[What you need to do] From the opening line of the records through the line bearing "for _ in 0..200", set down every line exactly.

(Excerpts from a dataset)
------------------------------------------------------------------------

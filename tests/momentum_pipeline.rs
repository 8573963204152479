//! End-to-end tests for the early momentum pipeline

use early_momentum::momentum::{
    analyze_all_tiers, detect_early_momentum, detect_outliers, winsorize, MomentumScorer,
    OutlierMethod,
};
use early_momentum::{MarketCapTier, SheetPayload};
use rand::rngs::StdRng;
use rand::{Rng, SeedableRng};
use std::sync::Arc;

const HEADER: [&str; 9] = [
    "Tokens",
    "Market Cap",
    "Total Volume",
    "Circulating Supply",
    "Market Cap (Change 24h)",
    "Price Changes 24h",
    "Price Changes 7d",
    "Volatility 24h",
    "Hype Activity",
];

struct Row {
    name: String,
    market_cap: f64,
    volume: f64,
    supply: f64,
    mcap_change: f64,
    change_24h: f64,
    change_7d: f64,
    volatility: f64,
}

impl Row {
    fn cells(&self) -> Vec<String> {
        vec![
            self.name.clone(),
            self.market_cap.to_string(),
            self.volume.to_string(),
            self.supply.to_string(),
            self.mcap_change.to_string(),
            self.change_24h.to_string(),
            self.change_7d.to_string(),
            self.volatility.to_string(),
            String::new(),
        ]
    }
}

fn payload(rows: &[Row]) -> SheetPayload {
    SheetPayload::from_rows(&HEADER, rows.iter().map(Row::cells).collect())
}

fn random_values(rng: &mut StdRng, len: usize) -> Vec<f64> {
    (0..len)
        .map(|_| {
            if rng.gen_bool(0.1) {
                rng.gen_range(50.0..500.0)
            } else {
                rng.gen_range(-10.0..10.0)
            }
        })
        .collect()
}

#[test]
fn test_normalized_scores_stay_in_unit_interval() {
    let mut rng = StdRng::seed_from_u64(7);

    for _ in 0..200 {
        let len = rng.gen_range(4..40);
        let values = random_values(&mut rng, len);
        let sensitivity = rng.gen_range(0.5..2.5);

        for method in [OutlierMethod::Iqr, OutlierMethod::ZScore, OutlierMethod::Hybrid] {
            let result = detect_outliers(&values, method, 1.5, sensitivity);
            assert_eq!(result.normalized.len(), len);
            assert_eq!(result.ranks.len(), len);
            assert!(result.normalized.iter().all(|v| (0.0..=1.0).contains(v)));
            assert!(result.ranks.iter().all(|v| (0.0..=1.0).contains(v)));
        }
    }
}

#[test]
fn test_tiny_populations_are_neutral() {
    for len in 0..4 {
        let values: Vec<f64> = (0..len).map(|i| i as f64 * 100.0).collect();
        let result = detect_outliers(&values, OutlierMethod::Hybrid, 1.5, 2.0);
        assert_eq!(result.normalized, vec![0.0; len]);
        assert!(result.outliers.is_empty());
    }
}

#[test]
fn test_winsorize_bounds_and_order() {
    let mut rng = StdRng::seed_from_u64(11);

    for _ in 0..100 {
        let len = rng.gen_range(4..60);
        let values = random_values(&mut rng, len);
        let out = winsorize(&values, 0.05, 0.05);

        let mut sorted = values.clone();
        sorted.sort_by(|a, b| a.total_cmp(b));
        let pct = |p: f64| {
            let pos = p * (len - 1) as f64;
            let idx = pos.floor() as usize;
            let hi = sorted[(idx + 1).min(len - 1)];
            sorted[idx] + (hi - sorted[idx]) * (pos - idx as f64)
        };
        let (p5, p95) = (pct(0.05), pct(0.95));

        assert_eq!(out.len(), len);
        assert!(out.iter().all(|v| *v >= p5 - 1e-9 && *v <= p95 + 1e-9));
        // clamping is monotone, so relative order survives
        for i in 0..len {
            for j in 0..len {
                if values[i] <= values[j] {
                    assert!(out[i] <= out[j]);
                }
            }
        }
    }
}

#[test]
fn test_hybrid_equals_blend_of_iqr_and_rank() {
    let mut rng = StdRng::seed_from_u64(3);

    for _ in 0..50 {
        let len = rng.gen_range(4..30);
        let values = random_values(&mut rng, len);
        let iqr = detect_outliers(&values, OutlierMethod::Iqr, 1.5, 1.2);
        let hybrid = detect_outliers(&values, OutlierMethod::Hybrid, 1.5, 1.2);

        for i in 0..len {
            let expected = 0.7 * iqr.normalized[i] + 0.3 * iqr.ranks[i];
            assert!((hybrid.normalized[i] - expected).abs() < 1e-12);
        }
    }
}

#[test]
fn test_zscore_zero_deviation() {
    let result = detect_outliers(&[2.5; 12], OutlierMethod::ZScore, 2.0, 1.5);
    assert_eq!(result.normalized, vec![0.0; 12]);
    assert!(result.outliers.is_empty());
}

#[test]
fn test_large_tier_spike_ranks_first() {
    let changes = [0.5, 1.0, 1.5, 2.0, 2.5, 3.0, 500.0, 3.5, 4.0, 4.5];
    let rows: Vec<Row> = changes
        .iter()
        .enumerate()
        .map(|(i, change)| Row {
            name: format!("LARGE{i}"),
            market_cap: 5e10,
            volume: 1e9,
            supply: 1e9,
            mcap_change: *change,
            change_24h: 1.0,
            change_7d: 3.0,
            volatility: 5.0,
        })
        .collect();

    let report = detect_early_momentum(&payload(&rows), MarketCapTier::Large, &MomentumScorer::default());

    assert_eq!(report.population, 10);
    let top = &report.tokens[0];
    assert_eq!(top.metrics.name, "LARGE6");
    assert!(top.is_outlier);
    assert!((top.outlier_bonus - 0.10).abs() < 1e-12);
    assert!(report.tokens[1..].iter().all(|t| !t.is_outlier));
}

#[test]
fn test_homogeneous_tier_uses_sigmoid_rescale() {
    // three tokens: neutral statistics, raw scores differ only by small terms
    let rows: Vec<Row> = [(4.0, 2.0), (30.0, 3.0), (80.0, 1.0)]
        .iter()
        .enumerate()
        .map(|(i, (volatility, mcap_change))| Row {
            name: format!("MICRO{i}"),
            market_cap: 5e7,
            volume: 1e5,
            supply: 1e9,
            mcap_change: *mcap_change,
            change_24h: 1.0,
            change_7d: 2.0,
            volatility: *volatility,
        })
        .collect();

    let scorer = MomentumScorer::default();
    let report = detect_early_momentum(&payload(&rows), MarketCapTier::Micro, &scorer);

    let raws: Vec<f64> = report.tokens.iter().map(|t| t.raw_score).collect();
    let spread = raws.iter().cloned().fold(f64::MIN, f64::max) - raws.iter().cloned().fold(f64::MAX, f64::min);
    assert!(spread < 0.3);
    assert!(spread <= 0.11);

    let finals: Vec<f64> = report.tokens.iter().map(|t| t.final_score).collect();
    assert_eq!(finals.len(), 3);
    assert!(finals[0] >= 0.9);
    assert!(finals[2] <= 0.21);
}

#[test]
fn test_spread_population_gets_fixed_top_scores() {
    let rows: Vec<Row> = (1..=10)
        .map(|i| {
            let i = i as f64;
            Row {
                name: format!("MID{i}"),
                market_cap: 2e9 + i * 1e8,
                volume: (2e9 + i * 1e8) * 0.01 * i,
                supply: 1e9,
                mcap_change: i,
                change_24h: i * 0.5,
                change_7d: i,
                volatility: i * 2.0,
            }
        })
        .collect();

    let report = detect_early_momentum(&payload(&rows), MarketCapTier::Mid, &MomentumScorer::default());
    let finals: Vec<f64> = report.tokens.iter().map(|t| t.final_score).collect();

    assert_eq!(&finals[..3], &[0.95, 0.92, 0.89]);
    assert_eq!(report.tokens[0].metrics.name, "MID10");
    let raws: Vec<f64> = report.tokens.iter().map(|t| t.raw_score).collect();
    assert!(raws[0] - raws[raws.len() - 1] >= 0.3);
}

#[test]
fn test_non_positive_mcap_change_never_returned() {
    let mut rng = StdRng::seed_from_u64(99);

    for round in 0..20 {
        let rows: Vec<Row> = (0..40)
            .map(|i| {
                let market_cap = 10f64.powf(rng.gen_range(7.5..11.5));
                Row {
                    name: format!("R{round}T{i}"),
                    market_cap,
                    volume: market_cap * rng.gen_range(0.0..0.3),
                    supply: market_cap / rng.gen_range(0.01..100.0),
                    mcap_change: if rng.gen_bool(0.1) {
                        rng.gen_range(50.0..400.0)
                    } else {
                        rng.gen_range(-10.0..10.0)
                    },
                    change_24h: rng.gen_range(-15.0..15.0),
                    change_7d: rng.gen_range(-30.0..30.0),
                    volatility: rng.gen_range(0.0..80.0),
                }
            })
            .collect();
        let snapshot = payload(&rows);

        for tier in MarketCapTier::all() {
            let report = detect_early_momentum(&snapshot, tier, &MomentumScorer::default());
            assert!(report.tokens.len() <= report.population);
            for token in &report.tokens {
                assert!(token.metrics.mcap_change_24h > 0.0);
                assert_eq!(token.metrics.tier, tier);
                assert!(token.final_score >= 0.15 && token.final_score <= 0.98);
                assert!((1..=7).contains(&token.duration_days));
            }
            assert!(report
                .tokens
                .windows(2)
                .all(|w| w[0].final_score >= w[1].final_score));
        }
    }
}

#[test]
fn test_bad_rows_are_counted_not_fatal() {
    let mut snapshot = payload(&[
        Row {
            name: "GOOD".to_string(),
            market_cap: 5e8,
            volume: 2e7,
            supply: 1e9,
            mcap_change: 4.0,
            change_24h: 3.0,
            change_7d: 5.0,
            volatility: 6.0,
        },
    ]);
    snapshot.values.push(vec![serde_json::json!("TRUNCATED")]);
    snapshot.values.push(vec![
        serde_json::json!("MESSY"),
        serde_json::json!("$300,000,000"),
        serde_json::json!("lots"),
        serde_json::json!(""),
        serde_json::json!("2.5%"),
    ]);

    let report = detect_early_momentum(&snapshot, MarketCapTier::Small, &MomentumScorer::default());

    assert_eq!(report.population, 2);
    assert_eq!(report.skipped, 1);
    let names: Vec<_> = report.tokens.iter().map(|t| t.metrics.name.as_str()).collect();
    assert!(names.contains(&"GOOD"));
    assert!(names.contains(&"MESSY"));
}

#[tokio::test]
async fn test_all_tiers_run_concurrently() {
    let rows: Vec<Row> = [5e10, 3e9, 4e8, 2e7]
        .iter()
        .flat_map(|base| {
            (0..6).map(move |i| Row {
                name: format!("T{base:e}-{i}"),
                market_cap: base * (1.0 + i as f64 * 0.1),
                volume: base * 0.02 * (1.0 + i as f64),
                supply: 1e9,
                mcap_change: 1.0 + i as f64,
                change_24h: 0.5 + i as f64,
                change_7d: 2.0 + i as f64,
                volatility: 5.0 + i as f64,
            })
        })
        .collect();

    let reports = analyze_all_tiers(Arc::new(payload(&rows)), Arc::new(MomentumScorer::default()))
        .await
        .expect("tier tasks should complete");

    assert_eq!(reports.len(), 4);
    for (report, tier) in reports.iter().zip(MarketCapTier::all()) {
        assert_eq!(report.tier, tier);
        assert_eq!(report.population, 6);
        assert!(!report.tokens.is_empty());
    }
}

------------------------------------------------------------------------

[Answer to this problem]
filename tests/momentum_pipeline.rs
repository 8573963204152479
//! End-to-end tests for the early momentum pipeline

use early_momentum::momentum::{
    analyze_all_tiers, detect_early_momentum, detect_outliers, winsorize, MomentumScorer,
    OutlierMethod,
};
use early_momentum::{MarketCapTier, SheetPayload};
use rand::rngs::StdRng;
use rand::{Rng, SeedableRng};
use std::sync::Arc;

const HEADER: [&str; 9] = [
    "Tokens",
    "Market Cap",
    "Total Volume",
    "Circulating Supply",
    "Market Cap (Change 24h)",
    "Price Changes 24h",
    "Price Changes 7d",
    "Volatility 24h",
    "Hype Activity",
];

struct Row {
    name: String,
    market_cap: f64,
    volume: f64,
    supply: f64,
    mcap_change: f64,
    change_24h: f64,
    change_7d: f64,
    volatility: f64,
}

impl Row {
    fn cells(&self) -> Vec<String> {
        vec![
            self.name.clone(),
            self.market_cap.to_string(),
            self.volume.to_string(),
            self.supply.to_string(),
            self.mcap_change.to_string(),
            self.change_24h.to_string(),
            self.change_7d.to_string(),
            self.volatility.to_string(),
            String::new(),
        ]
    }
}

fn payload(rows: &[Row]) -> SheetPayload {
    SheetPayload::from_rows(&HEADER, rows.iter().map(Row::cells).collect())
}

fn random_values(rng: &mut StdRng, len: usize) -> Vec<f64> {
    (0..len)
        .map(|_| {
            if rng.gen_bool(0.1) {
                rng.gen_range(50.0..500.0)
            } else {
                rng.gen_range(-10.0..10.0)
            }
        })
        .collect()
}

#[test]
fn test_normalized_scores_stay_in_unit_interval() {
    let mut rng = StdRng::seed_from_u64(7);

    for _ in 0..200 {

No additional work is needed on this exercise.